Par rapport à la décennie 2010-2020, les émissions de coupons ont augmenté d'environ 60% pour les titres à 10 et 30 ans. Le département du Trésor est passé d'une moyenne de 22 milliards de dollars d'obligations d'Etat américaines à 10 ans par mois avant la pandémie à une moyenne de 36 milliards de dollars par mois au cours du dernier trimestre. Le bas de la courbe, c'est-à-dire les obligations à 5 et 7 ans, a augmenté d'environ 30% en taille d'adjudication depuis la période pré-COVID.

Alors que la guerre au Moyen-Orient s'intensifie et que nous entrons dans une année électorale, les dépenses devraient continuer à augmenter, ce qui nécessitera davantage d'emprunts auprès du Trésor américain.

Qu'est-ce que cela signifie pour les investisseurs?

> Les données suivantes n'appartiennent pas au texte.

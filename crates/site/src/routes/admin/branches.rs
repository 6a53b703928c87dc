//! Branch locations.

use axum::{
    Json,
    extract::{Path, State},
};
use rust_decimal::Decimal;
use serde::Deserialize;
use serde_json::Value;
use tracing::instrument;

use lakeside_core::{BranchId, Coordinates};

use super::success;
use crate::collections::{CollectionError, OrderedCollection, catalogue};
use crate::db::BranchRepository;
use crate::error::{AppError, Result};
use crate::middleware::RequireAdminAuth;
use crate::models::branch::{Branch, BranchDraft};
use crate::routes::forms::{Flag, FormOrJson};
use crate::services::required;
use crate::state::AppState;

fn branches(state: &AppState) -> OrderedCollection<'_, BranchRepository<'_>> {
    OrderedCollection::new(
        BranchRepository::new(state.pool()),
        &catalogue::BRANCHES,
        state.uploads(),
    )
}

/// Branch fields. All optional so the same form serves partial updates;
/// creation requires name, address and both coordinates.
#[derive(Debug, Default, Deserialize)]
#[serde(default, rename_all = "camelCase")]
pub struct BranchForm {
    pub name: Option<String>,
    pub address: Option<String>,
    pub latitude: Option<Decimal>,
    pub longitude: Option<Decimal>,
    pub phone: Option<String>,
    pub description: Option<String>,
    pub display_order: Option<i32>,
    pub is_active: Option<Flag>,
}

fn coordinates(latitude: Decimal, longitude: Decimal) -> Result<Coordinates> {
    Coordinates::new(latitude, longitude).map_err(|e| AppError::BadRequest(e.to_string()))
}

fn trimmed(value: Option<String>) -> Option<String> {
    value.map(|v| v.trim().to_owned())
}

impl BranchForm {
    fn into_new_draft(self) -> Result<BranchDraft> {
        let (Some(latitude), Some(longitude)) = (self.latitude, self.longitude) else {
            return Err(AppError::BadRequest(
                "Latitude and longitude are required".to_owned(),
            ));
        };
        Ok(BranchDraft {
            name: required(self.name.as_deref().unwrap_or_default(), "Name")?,
            address: required(self.address.as_deref().unwrap_or_default(), "Address")?,
            coordinates: coordinates(latitude, longitude)?,
            is_active: self.is_active.as_ref().is_none_or(Flag::is_set),
            phone: trimmed(self.phone).unwrap_or_default(),
            description: trimmed(self.description).unwrap_or_default(),
        })
    }

    fn merged_into(self, current: Branch) -> Result<BranchDraft> {
        let coordinates = coordinates(
            self.latitude.unwrap_or_else(|| current.coordinates.latitude()),
            self.longitude.unwrap_or_else(|| current.coordinates.longitude()),
        )?;
        let name = match self.name {
            Some(name) => required(&name, "Name")?,
            None => current.name,
        };
        let address = match self.address {
            Some(address) => required(&address, "Address")?,
            None => current.address,
        };
        Ok(BranchDraft {
            name,
            address,
            coordinates,
            is_active: self.is_active.as_ref().map_or(current.is_active, Flag::is_set),
            phone: trimmed(self.phone).unwrap_or(current.phone),
            description: trimmed(self.description).unwrap_or(current.description),
        })
    }
}

/// Every branch, active or not, by display order.
///
/// GET /admin/branches
///
/// # Errors
///
/// Returns 500 if the query fails.
pub async fn list(
    _admin: RequireAdminAuth,
    State(state): State<AppState>,
) -> Result<Json<Vec<Branch>>> {
    Ok(Json(branches(&state).list(()).await?))
}

/// New branches go last unless a display order is given.
///
/// POST /admin/branches
///
/// # Errors
///
/// Returns 400 for missing fields or out-of-range coordinates.
#[instrument(skip_all)]
pub async fn create(
    _admin: RequireAdminAuth,
    State(state): State<AppState>,
    FormOrJson(form): FormOrJson<BranchForm>,
) -> Result<Json<Branch>> {
    let display_order = form.display_order;
    let draft = form.into_new_draft()?;
    let collection = branches(&state);
    let branch = collection
        .add((), vec![draft])
        .await?
        .into_iter()
        .next()
        .ok_or_else(|| CollectionError::Validation("nothing was saved".to_owned()))?;
    let branch = match display_order {
        Some(order) => collection.update_order(branch.id, order).await?,
        None => branch,
    };
    tracing::info!(branch_id = %branch.id, name = %branch.name, "Branch created");
    Ok(Json(branch))
}

/// Update the submitted fields only.
///
/// PUT /admin/branches/{id}
///
/// # Errors
///
/// Returns 400 for blank names or out-of-range coordinates, 404 for an
/// unknown id.
#[instrument(skip(_admin, state, form))]
pub async fn update(
    _admin: RequireAdminAuth,
    State(state): State<AppState>,
    Path(id): Path<BranchId>,
    FormOrJson(form): FormOrJson<BranchForm>,
) -> Result<Json<Branch>> {
    let collection = branches(&state);
    let current = collection.get(id).await?;
    let display_order = form.display_order;
    let draft = form.merged_into(current)?;
    let branch = collection.update(id, draft).await?;
    let branch = match display_order {
        Some(order) if order != branch.display_order => {
            collection.update_order(id, order).await?
        }
        _ => branch,
    };
    Ok(Json(branch))
}

/// DELETE /admin/branches/{id}
///
/// # Errors
///
/// Returns 500 if the query fails.
pub async fn remove(
    _admin: RequireAdminAuth,
    State(state): State<AppState>,
    Path(id): Path<BranchId>,
) -> Result<Json<Value>> {
    branches(&state).delete(id).await?;
    Ok(success())
}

La courbe des rendements américains continuera à baisser, à moins que le marché ne change d'avis. Dans ce contexte, nous continuons à privilégier la partie avant de la courbe des taux, à savoir les échéances à 3 ans et le taux à 10 ans. En construisant un «barbell», les clients peuvent bénéficier de rendements élevés à l'avant de la courbe tout en se protégeant avec des obligations d'Etat américaines à 10 ans en cas de récession.